4N35 Optoisolators The 4N35 isolates the RP2040 from the motor, helping protect the microcontroller from voltage spikes that can come off the motor.
Capacitors The 0.1 μF capacitors provide a path to ground to drain any high-frequency noise generated.
L9110 H-Bridge Motor Driver Used to convert a PWM signal to a motor angular velocity through controlling current delivered to the motor.
Hobby Gearmotor Each of the two motors in the mobile robot is connected to a wheel, so the rotation of the motor rotates the wheel.
Microphone The microphones connected to each Pico were used to detect clicks generated by the other Pico.
Batteries Batteries were used to power the mobile robot’s motors, speaker, and RP2040.
Speakers The speakers were used to emit the clicks generated by each Pico.
Audio Socket The audio socket is used to connect to the output of the stationary Pico’s core in order to hear the audio produced.
Robot Car Chassis The chassis for the mobile robot consisted of a base with wheels.
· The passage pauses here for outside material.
pub mod machine;
pub mod states;

pub use machine::{TurnMachine, TurnTransitionError};
pub use states::{TurnSignal, TurnState, TurnTransition};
The breadboard with the circuit and the batteries was taped on top of the base, and the two back wheels were controlled by the motors.
2N3904 NPN Transistor A transistor was used in the mobile robot circuit to amplify the output audio signal before passing it to the speaker.

Code Sources

We used the FFT and DMA channel code from this audio FFT example.

The motor PWM channel code was inspired by this PWM demo.